Unlock Editor’s Digest for free
FT editor Roula Khalaf selects her favorite stories in this weekly newsletter.
Since the 1970s, European democracies have resorted to two strategies in the face of the rise of radical right parties. The most frequent has been cordon sanitairethrough which coalitions across the left-right divide have kept extremists out of power. The least common, but sometimes most successful, has been the bear hug, where a right-wing sector has been allowed to share power in the hope that the responsibility of office will tame it.
What is disturbing is that both strategies have now run aground in Austriawhere the far-right Freedom Party appears poised to lead the next government after winning the parliamentary elections. last september. A first attempt at coalition talks between the main parties untangled earlier this month, and Freedom Party leader Herbert Kickl He has been asked to try to form a government.
Austria exhausted the cordon sanitaire a long time ago. For much of the postwar era, the Freedom Party was excluded by a series of large coalitions (except for a single coalition with the Social Democrats in the early 1980s), but these eventually led many voters to feel that they had no another alternative than the extreme right to express themselves. their frustrations. Exclusion was also attempted at the European level (Vienna was ostracized by the EU when the Freedom Party joined the government in 2000), but it caused little long-term damage to the party’s fortunes.
The party had a new term in government in 2017-19 and now appears to be on its way to the chancellorship. In some countries (Finland, Norway and Italy) marginal right-wing parties have imploded or moderated their most radical positions when they have had to govern. Also in France, Marine Le Pen has made a concerted effort to detoxify her National Rally party, broadening its appeal and bringing it closer to power.
The optimistic analysis of these cases is that liberal democracy is strong enough to change radical parties more than they can change it. From this point of view, it is better to include those parties in coalition building, which requires compromise as the price of power. Excluding them – no matter how many votes they receive – runs the risk of them rejecting democracy altogether.

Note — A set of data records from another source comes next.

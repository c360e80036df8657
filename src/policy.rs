//! Policy tables and baseline strategies
//!
//! [`StrategyTable`] is the greedy policy of a trained agent in a fixed
//! hard/soft layout, with a line-oriented text format. The baselines give
//! reference points for evaluation.

pub mod baseline;
pub mod table;

pub use baseline::{RandomStrategy, StandStrategy};
pub use table::{MIN_SOFT_TOTAL, StrategyTable};
//! Multi-deck shoe with a dealing cursor

use rand::Rng;

use super::card::Card;
use crate::{Error, Result};

/// A shoe of `deck_count` 52-card decks consumed front-to-back via a cursor.
///
/// Shuffling is incremental Fisher-Yates: [`Shoe::reshuffle`] returns every
/// card to the undealt region and each [`Shoe::draw`] swaps a uniformly chosen
/// undealt card to the cursor. The dealt prefix is therefore always a uniform
/// random shuffle, and the shoe is never re-permuted past the cards a hand
/// actually needs.
///
/// Cards are only ever swapped, so the sorted contents always equal the base
/// multiset for the deck count.
#[derive(Debug, Clone)]
pub struct Shoe {
    cards: Vec<Card>,
    cursor: usize,
    deck_count: usize,
}

impl Shoe {
    /// Create a shoe holding `deck_count` decks.
    pub fn new(deck_count: usize) -> Result<Self> {
        if deck_count == 0 {
            return Err(Error::InvalidConfiguration {
                message: "deck count must be at least 1".to_string(),
            });
        }
        Ok(Self {
            cards: Self::base_multiset(deck_count),
            cursor: 0,
            deck_count,
        })
    }

    /// Sorted multiset of cards for `deck_count` decks.
    pub fn base_multiset(deck_count: usize) -> Vec<Card> {
        Card::RANKS
            .iter()
            .flat_map(|&card| std::iter::repeat_n(card, card.copies_per_deck() * deck_count))
            .collect()
    }

    pub fn deck_count(&self) -> usize {
        self.deck_count
    }

    pub fn len(&self) -> usize {
        self.cards.len()
    }

    pub fn is_empty(&self) -> bool {
        self.cards.is_empty()
    }

    /// Cards not yet dealt since the last reshuffle.
    pub fn remaining(&self) -> usize {
        self.cards.len() - self.cursor
    }

    /// Cards dealt since the last reshuffle, in dealing order.
    pub fn dealt(&self) -> &[Card] {
        &self.cards[..self.cursor]
    }

    /// The whole shoe in its current physical order.
    pub fn cards(&self) -> &[Card] {
        &self.cards
    }

    /// Return all cards to the shoe and start a fresh shuffle.
    pub fn reshuffle(&mut self) {
        self.cursor = 0;
    }

    /// Deal the next card.
    pub fn draw<R: Rng + ?Sized>(&mut self, rng: &mut R) -> Result<Card> {
        if self.cursor >= self.cards.len() {
            return Err(Error::ShoeExhausted {
                needed: 1,
                remaining: 0,
            });
        }
        let pick = rng.random_range(self.cursor..self.cards.len());
        self.cards.swap(self.cursor, pick);
        let card = self.cards[self.cursor];
        self.cursor += 1;
        Ok(card)
    }

    /// Move one copy of `card` from the undealt region to the head of the
    /// shoe and deal it.
    pub fn deal_specific(&mut self, card: Card) -> Result<Card> {
        let position = self.cards[self.cursor..]
            .iter()
            .position(|&c| c == card)
            .ok_or(Error::RankUnavailable {
                rank: card.rank(),
                remaining: self.remaining(),
            })?;
        self.cards.swap(self.cursor, self.cursor + position);
        self.cursor += 1;
        Ok(card)
    }

    /// Deal every undealt card, emptying the shoe.
    pub fn draw_all<R: Rng + ?Sized>(&mut self, rng: &mut R) -> Result<Vec<Card>> {
        let mut drawn = Vec::with_capacity(self.remaining());
        while self.remaining() > 0 {
            drawn.push(self.draw(rng)?);
        }
        Ok(drawn)
    }
}
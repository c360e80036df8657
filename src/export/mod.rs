//! Export functionality for analysis
//!
//! Currently supports CSV export of the learned Q-table. The policy text
//! format lives in [`crate::policy`].

mod q_csv;

pub use q_csv::{QTableCsvExporter, QTableRecord};
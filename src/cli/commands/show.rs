//! Show command - Print a policy table

use std::path::PathBuf;

use anyhow::{Context, Result};
use clap::Parser;

use crate::{
    cli::{
        commands::{is_policy_file, load_agent},
        output::{format_number, print_kv, print_policy, print_section},
    },
    policy::StrategyTable,
};

#[derive(Parser, Debug)]
#[command(about = "Print the greedy policy of an agent or policy file")]
pub struct ShowArgs {
    /// Saved agent or policy `.txt` file
    pub source: PathBuf,
}

pub fn execute(args: ShowArgs) -> Result<()> {
    let table = if is_policy_file(&args.source) {
        print_section(&format!("Policy {}", args.source.display()));
        StrategyTable::load(&args.source)
            .with_context(|| format!("Failed to load policy from {}", args.source.display()))?
    } else {
        let (agent, metadata) = load_agent(&args.source)?;
        print_section(&format!("Agent {}", args.source.display()));
        print_kv("Timesteps", &format_number(metadata.timesteps_trained));
        print_kv("Episodes", &format_number(metadata.episodes_trained));
        print_kv("Decks", &metadata.deck_count.to_string());
        print_kv("Visited pairs", &agent.q_table().visited_pairs().to_string());
        StrategyTable::from_agent(&agent)?
    };

    print_policy(&table);
    Ok(())
}
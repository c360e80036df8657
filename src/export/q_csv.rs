//! CSV export of the learned Q-table
//!
//! One row per non-terminal state, ordered by state index.

use std::{fs::File, io::Write, path::Path};

use serde::Serialize;

use crate::{
    Error, Result,
    blackjack::{Action, StateIndex},
    q_learning::QLearningAgent,
};

/// A single row in the Q-table CSV export
#[derive(Debug, Clone, PartialEq, Serialize)]
pub struct QTableRecord {
    pub state: usize,
    pub total: u8,
    pub soft: bool,
    pub upcard: u8,
    pub q_stand: f64,
    pub q_hit: f64,
    pub n_stand: u64,
    pub n_hit: u64,
    pub greedy: Action,
}

/// Writes an agent's values, visit counts and greedy actions as CSV.
pub struct QTableCsvExporter;

impl QTableCsvExporter {
    /// Rows for every non-terminal state.
    pub fn records(agent: &QLearningAgent) -> Result<Vec<QTableRecord>> {
        StateIndex::all()
            .map(|index| {
                let state = index.decode()?;
                Ok(QTableRecord {
                    state: index.as_usize(),
                    total: state.total,
                    soft: state.soft,
                    upcard: state.upcard.rank(),
                    q_stand: agent.q_value(index, Action::Stand),
                    q_hit: agent.q_value(index, Action::Hit),
                    n_stand: agent.visits(index, Action::Stand),
                    n_hit: agent.visits(index, Action::Hit),
                    greedy: agent.optimal_action(index),
                })
            })
            .collect()
    }

    /// Write the CSV to any writer. Returns the number of data rows.
    pub fn write_to<W: Write>(agent: &QLearningAgent, writer: W) -> Result<usize> {
        let records = Self::records(agent)?;
        let mut csv = csv::Writer::from_writer(writer);
        for record in &records {
            csv.serialize(record)?;
        }
        csv.flush()?;
        Ok(records.len())
    }

    /// Export to `path`. Returns the number of data rows.
    pub fn export<P: AsRef<Path>>(agent: &QLearningAgent, path: P) -> Result<usize> {
        let file = File::create(path.as_ref()).map_err(|source| Error::Io {
            operation: format!("create {}", path.as_ref().display()),
            source,
        })?;
        Self::write_to(agent, file)
    }
}

#[cfg(test)]
mod tests {
    use std::num::NonZeroU64;

    use super::*;

    #[test]
    fn test_one_row_per_state() {
        let agent = QLearningAgent::new(Some(1));
        let mut buffer = Vec::new();
        let rows = QTableCsvExporter::write_to(&agent, &mut buffer).unwrap();
        assert_eq!(rows, 360);

        let text = String::from_utf8(buffer).unwrap();
        let mut lines = text.lines();
        assert_eq!(
            lines.next(),
            Some("state,total,soft,upcard,q_stand,q_hit,n_stand,n_hit,greedy")
        );
        assert_eq!(lines.next(), Some("1,4,false,1,0.0,0.0,0,0,Stand"));
        assert_eq!(lines.count(), 359);
    }

    #[test]
    fn test_records_reflect_updates() {
        let mut agent = QLearningAgent::new(Some(1));
        agent.decay(NonZeroU64::MIN);
        let index = StateIndex::encode(11, false, 6).unwrap();
        agent
            .update(index, Action::Hit, 10.0, StateIndex::TERMINAL)
            .unwrap();

        let records = QTableCsvExporter::records(&agent).unwrap();
        let record = &records[index.as_usize() - 1];
        assert_eq!((record.total, record.soft, record.upcard), (11, false, 6));
        assert_eq!(record.q_hit, 10.0);
        assert_eq!(record.n_hit, 1);
        assert_eq!(record.greedy, Action::Hit);
    }

    #[test]
    fn test_export_to_file() {
        let dir = tempfile::tempdir().unwrap();
        let path = dir.path().join("q.csv");
        let rows = QTableCsvExporter::export(&QLearningAgent::new(None), &path).unwrap();
        assert_eq!(rows, 360);
        let mut reader = csv::Reader::from_path(&path).unwrap();
        assert_eq!(reader.records().count(), 360);
    }
}
//! Evaluate command - Play naturally dealt hands with a strategy

use std::path::{Path, PathBuf};

use anyhow::{Context, Result};
use clap::Parser;

use crate::{
    cli::{
        commands::{is_policy_file, load_agent},
        output::{print_kv, print_report, print_section},
    },
    pipeline::{EvaluationConfig, evaluate},
    policy::{RandomStrategy, StandStrategy, StrategyTable},
    ports::Strategy,
};

#[derive(Parser, Debug)]
#[command(about = "Evaluate a strategy")]
pub struct EvaluateArgs {
    /// Strategy to evaluate: `stand`, `random`, a policy `.txt` file or a
    /// saved agent
    pub strategy: String,

    /// Number of hands to play
    #[arg(long, short = 'n', default_value_t = 100_000)]
    pub hands: usize,

    /// Decks in the shoe
    #[arg(long, short = 'd', default_value_t = 6)]
    pub decks: usize,

    /// Random seed for reproducibility
    #[arg(long)]
    pub seed: Option<u64>,

    /// Confidence level of the win-rate interval
    #[arg(long, default_value_t = 0.95)]
    pub confidence: f64,

    /// Export the report to a JSON file
    #[arg(long)]
    pub export: Option<PathBuf>,
}

/// Resolve a strategy argument.
pub fn load_strategy(source: &str, seed: Option<u64>) -> Result<Box<dyn Strategy>> {
    match source.to_ascii_lowercase().as_str() {
        "stand" => return Ok(Box::new(StandStrategy)),
        "random" => return Ok(Box::new(RandomStrategy::new(seed))),
        _ => {}
    }

    let path = Path::new(source);
    if is_policy_file(path) {
        let table = StrategyTable::load(path)
            .with_context(|| format!("Failed to load policy from {}", path.display()))?;
        Ok(Box::new(table))
    } else {
        let (agent, _) = load_agent(path)?;
        Ok(Box::new(agent))
    }
}

pub fn execute(args: EvaluateArgs) -> Result<()> {
    let mut strategy = load_strategy(&args.strategy, args.seed)?;

    let mut config = EvaluationConfig::default()
        .with_hands(args.hands)
        .with_deck_count(args.decks)
        .with_confidence(args.confidence);
    if let Some(seed) = args.seed {
        config = config.with_seed(seed);
    }

    print_section("Evaluation");
    print_kv("Source", &args.strategy);
    print_kv("Decks", &args.decks.to_string());
    if let Some(seed) = args.seed {
        print_kv("Seed", &seed.to_string());
    }
    println!();

    let report = evaluate(strategy.as_mut(), &config)?;
    print_report(&report);

    if let Some(path) = &args.export {
        report
            .save(path)
            .with_context(|| format!("Failed to write report to {}", path.display()))?;
        println!("\nReport saved to: {}", path.display());
    }

    Ok(())
}
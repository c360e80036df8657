//! Hands and hand valuation

use std::fmt;

use serde::{Deserialize, Serialize};

use super::card::Card;

/// Total and softness of a hand. Derived, never stored on the hand.
#[derive(Debug, Clone, Copy, PartialEq, Eq, Hash, Serialize, Deserialize)]
pub struct HandValue {
    pub total: u8,
    pub soft: bool,
}

impl HandValue {
    pub fn is_bust(self) -> bool {
        self.total > 21
    }
}

/// An ordered sequence of cards.
#[derive(Debug, Clone, Default, PartialEq, Eq, Serialize, Deserialize)]
pub struct Hand {
    cards: Vec<Card>,
}

impl Hand {
    pub fn new() -> Self {
        Self::default()
    }

    pub fn from_cards(cards: impl IntoIterator<Item = Card>) -> Self {
        Self {
            cards: cards.into_iter().collect(),
        }
    }

    pub fn push(&mut self, card: Card) {
        self.cards.push(card);
    }

    pub fn clear(&mut self) {
        self.cards.clear();
    }

    pub fn cards(&self) -> &[Card] {
        &self.cards
    }

    pub fn first(&self) -> Option<Card> {
        self.cards.first().copied()
    }

    pub fn len(&self) -> usize {
        self.cards.len()
    }

    pub fn is_empty(&self) -> bool {
        self.cards.is_empty()
    }

    /// Value the hand.
    ///
    /// Every Ace starts at 11. For each Ace, if the running total exceeds 21
    /// that Ace is demoted to 1. The hand is soft when at least one Ace was
    /// never demoted.
    pub fn value(&self) -> HandValue {
        let mut total: u32 = 0;
        let mut aces = 0usize;
        for card in &self.cards {
            if card.is_ace() {
                aces += 1;
                total += 11;
            } else {
                total += u32::from(card.rank());
            }
        }

        let mut demoted = 0usize;
        for _ in 0..aces {
            if total > 21 {
                total -= 10;
                demoted += 1;
            }
        }

        HandValue {
            total: u8::try_from(total).unwrap_or(u8::MAX),
            soft: aces > demoted,
        }
    }

    pub fn total(&self) -> u8 {
        self.value().total
    }

    pub fn is_bust(&self) -> bool {
        self.value().is_bust()
    }
}

impl fmt::Display for Hand {
    fn fmt(&self, f: &mut fmt::Formatter<'_>) -> fmt::Result {
        write!(f, "[")?;
        for (i, card) in self.cards.iter().enumerate() {
            if i > 0 {
                write!(f, " ")?;
            }
            write!(f, "{card}")?;
        }
        write!(f, "]")
    }
}
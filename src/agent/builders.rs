//! Feature and target builders.
//!
//! Builders turn raw inputs into named tensors. Feature builders only see the
//! [`AgentInput`]; target builders see the whole [`Scene`], including the
//! recorded future that serves as ground truth.

use burn::tensor::backend::Backend;
use tracing::debug;

use crate::common::{AgentInput, Scene, TrajectorySampling};
use crate::error::AgentError;
use crate::tensor::{DynTensor, TensorMap};

/// Key of the ego-status feature vector.
pub const EGO_STATUS_KEY: &str = "ego_status";
/// Key of trajectory targets and trajectory predictions.
pub const TRAJECTORY_KEY: &str = "trajectory";
/// Length of the ego-status feature (velocity, acceleration, driving command).
pub const EGO_STATUS_DIM: usize = 8;

/// Computes model input tensors from an [`AgentInput`].
pub trait FeatureBuilder<B: Backend> {
    /// Unique name used in logs and error messages.
    fn name(&self) -> &str;

    fn compute_features(
        &self,
        input: &AgentInput,
        device: &B::Device,
    ) -> Result<TensorMap<B>, AgentError>;
}

/// Computes supervision tensors from a [`Scene`].
pub trait TargetBuilder<B: Backend> {
    /// Unique name used in logs and error messages.
    fn name(&self) -> &str;

    fn compute_targets(&self, scene: &Scene, device: &B::Device)
        -> Result<TensorMap<B>, AgentError>;
}

/// Run every feature builder in order and merge their outputs.
///
/// A key produced by two builders is an error.
pub fn build_features<B: Backend>(
    builders: &[Box<dyn FeatureBuilder<B>>],
    input: &AgentInput,
    device: &B::Device,
) -> Result<TensorMap<B>, AgentError> {
    let mut features = TensorMap::new();
    for builder in builders {
        let output = builder.compute_features(input, device)?;
        debug!(builder = builder.name(), keys = output.len(), "built features");
        features.merge(output)?;
    }
    Ok(features)
}

/// Run every target builder in order and merge their outputs.
pub fn build_targets<B: Backend>(
    builders: &[Box<dyn TargetBuilder<B>>],
    scene: &Scene,
    device: &B::Device,
) -> Result<TensorMap<B>, AgentError> {
    let mut targets = TensorMap::new();
    for builder in builders {
        let output = builder.compute_targets(scene, device)?;
        debug!(builder = builder.name(), token = %scene.token, "built targets");
        targets.merge(output)?;
    }
    Ok(targets)
}

// ---------------------------------------------------------------------------
// Ego status
// ---------------------------------------------------------------------------

/// Emits the current ego velocity, acceleration and driving command as one
/// `[8]` vector under [`EGO_STATUS_KEY`].
#[derive(Debug, Clone, Copy, Default)]
pub struct EgoStatusFeatureBuilder;

impl<B: Backend> FeatureBuilder<B> for EgoStatusFeatureBuilder {
    fn name(&self) -> &str {
        "ego_status_feature"
    }

    fn compute_features(
        &self,
        input: &AgentInput,
        device: &B::Device,
    ) -> Result<TensorMap<B>, AgentError> {
        let status = input.current_ego_status()?;
        let values: Vec<f32> = status
            .ego_velocity
            .iter()
            .chain(status.ego_acceleration.iter())
            .chain(status.driving_command.iter())
            .copied()
            .collect();

        let mut features = TensorMap::new();
        features.insert(
            EGO_STATUS_KEY,
            DynTensor::from_values(values, &[EGO_STATUS_DIM], device)?,
        )?;
        Ok(features)
    }
}

// ---------------------------------------------------------------------------
// Trajectory targets
// ---------------------------------------------------------------------------

/// Emits the recorded future trajectory as a `[num_poses, 3]` tensor under
/// [`TRAJECTORY_KEY`].
#[derive(Debug, Clone, Copy, Default)]
pub struct TrajectoryTargetBuilder {
    sampling: TrajectorySampling,
}

impl TrajectoryTargetBuilder {
    pub fn new(sampling: TrajectorySampling) -> Self {
        Self { sampling }
    }
}

impl<B: Backend> TargetBuilder<B> for TrajectoryTargetBuilder {
    fn name(&self) -> &str {
        "trajectory_target"
    }

    fn compute_targets(
        &self,
        scene: &Scene,
        device: &B::Device,
    ) -> Result<TensorMap<B>, AgentError> {
        let future = &scene.future_trajectory;
        if future.len() != self.sampling.num_poses {
            return Err(AgentError::InvalidTrajectory(format!(
                "scene {} has {} future poses, expected {}",
                scene.token,
                future.len(),
                self.sampling.num_poses
            )));
        }

        let mut targets = TensorMap::new();
        targets.insert(TRAJECTORY_KEY, future.to_tensor::<B>(device)?)?;
        Ok(targets)
    }
}
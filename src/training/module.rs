//! Adapter between a [`TrainableAgent`] and the training loop.
//!
//! [`AgentTrainingModule`] owns the agent, runs one batch through
//! `forward_train` and `compute_loss`, logs the resulting loss values and
//! hands the scalar to backpropagate back to the caller.

use std::fmt;

use burn::tensor::backend::Backend;
use burn::tensor::{ElementConversion, Tensor};

use super::logging::{MetricLogger, MetricRecord};
use super::optim::Optimizers;
use crate::agent::{Loss, TrainableAgent, TOTAL_LOSS_KEY};
use crate::error::AgentError;
use crate::tensor::TensorMap;

/// Which loop a step belongs to; used as the metric namespace.
#[derive(Debug, Clone, Copy, PartialEq, Eq, Hash)]
pub enum Phase {
    Train,
    Val,
}

impl Phase {
    pub fn as_str(self) -> &'static str {
        match self {
            Self::Train => "train",
            Self::Val => "val",
        }
    }
}

impl fmt::Display for Phase {
    fn fmt(&self, f: &mut fmt::Formatter<'_>) -> fmt::Result {
        f.write_str(self.as_str())
    }
}

/// A collated batch of features and targets.
#[derive(Debug, Clone)]
pub struct Batch<B: Backend> {
    pub features: TensorMap<B>,
    pub targets: TensorMap<B>,
}

impl<B: Backend> Batch<B> {
    pub fn new(features: TensorMap<B>, targets: TensorMap<B>) -> Self {
        Self { features, targets }
    }

    /// Leading dimension of the features.
    pub fn size(&self) -> Option<usize> {
        self.features.batch_size()
    }
}

/// Wraps an agent so the training loop can drive it step by step.
#[derive(Debug, Clone)]
pub struct AgentTrainingModule<A> {
    agent: A,
}

impl<A> AgentTrainingModule<A> {
    pub fn new(agent: A) -> Self {
        Self { agent }
    }

    pub fn agent(&self) -> &A {
        &self.agent
    }

    pub fn into_agent(self) -> A {
        self.agent
    }

    /// Replace the wrapped agent, e.g. with the result of an optimizer step.
    pub fn map_agent(self, f: impl FnOnce(A) -> A) -> Self {
        Self {
            agent: f(self.agent),
        }
    }

    /// Shared body of the training and validation steps.
    pub fn step<B>(
        &self,
        batch: &Batch<B>,
        phase: Phase,
        logger: &mut dyn MetricLogger,
    ) -> Result<Tensor<B, 1>, AgentError>
    where
        B: Backend,
        A: TrainableAgent<B>,
    {
        let batch_size = batch.size();
        let predictions = self.agent.forward_train(&batch.features, &batch.targets)?;
        let loss = self
            .agent
            .compute_loss(&batch.features, &batch.targets, &predictions)?;

        match loss {
            Loss::Scalar(total) => {
                log_scalar(logger, phase, TOTAL_LOSS_KEY, &total, batch_size)?;
                Ok(total)
            }
            Loss::Terms(terms) => {
                for (name, value) in terms.iter() {
                    if let Some(value) = value {
                        log_scalar(logger, phase, name, value, batch_size)?;
                    }
                }
                terms.into_total()
            }
        }
    }

    pub fn training_step<B>(
        &self,
        batch: &Batch<B>,
        _batch_idx: usize,
        logger: &mut dyn MetricLogger,
    ) -> Result<Tensor<B, 1>, AgentError>
    where
        B: Backend,
        A: TrainableAgent<B>,
    {
        self.step(batch, Phase::Train, logger)
    }

    pub fn validation_step<B>(
        &self,
        batch: &Batch<B>,
        _batch_idx: usize,
        logger: &mut dyn MetricLogger,
    ) -> Result<Tensor<B, 1>, AgentError>
    where
        B: Backend,
        A: TrainableAgent<B>,
    {
        self.step(batch, Phase::Val, logger)
    }

    pub fn configure_optimizers<B>(&self) -> Optimizers
    where
        B: Backend,
        A: TrainableAgent<B>,
    {
        self.agent.optimizers()
    }
}

fn log_scalar<B: Backend>(
    logger: &mut dyn MetricLogger,
    phase: Phase,
    name: &str,
    value: &Tensor<B, 1>,
    batch_size: Option<usize>,
) -> Result<(), AgentError> {
    let [len] = value.dims();
    if len != 1 {
        return Err(AgentError::NonScalarLoss {
            name: name.to_string(),
            shape: vec![len],
        });
    }
    let scalar = value.clone().into_scalar().elem::<f64>();
    logger.log(MetricRecord::new(format!("{phase}/{name}"), scalar).with_batch_size(batch_size));
    Ok(())
}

This has not happened in Austria. The Freedom Party’s last period in power collapsed in scandal in 2019, when its then-leader, Heinz-Christian Strache, was caught on film contemplating Russian financial support. While the party lost significant support in the early elections that followed, it recovered to reach its highest vote share (29 percent) last year. At the same time, the party hardened rather than moderated its positions, adopting such illiberal notions as the “remigration” of immigrants and Austrians of foreign descent and employing rhetoric used by the Nazis.
Given the failure of both strategies, what should the Austrian political class do now? The Conservatives, Social Democrats and Liberals deserve criticism for failing to reach an agreement in the first round of coalition talks. Warning loudly about a threat to democracy and then fighting over differences in economic and budgetary policies lacks all credibility. The dominant parties in France and Germany must do better.
The centre-right Austrian People’s Party (ÖVP), which is now in talks with Kickl, has no good options: it will be the junior partner if a coalition is formed, while new elections could further boost the Freedom Party’s support. However, that doesn’t mean you should abandon all red lines. It is even more important to choose them well. In particular, the ÖVP bears the burden of safeguarding the next government from far-right attempts to manipulate the system from within, and of protecting Austria from becoming, like some of its neighbors, a spoiler in Europe.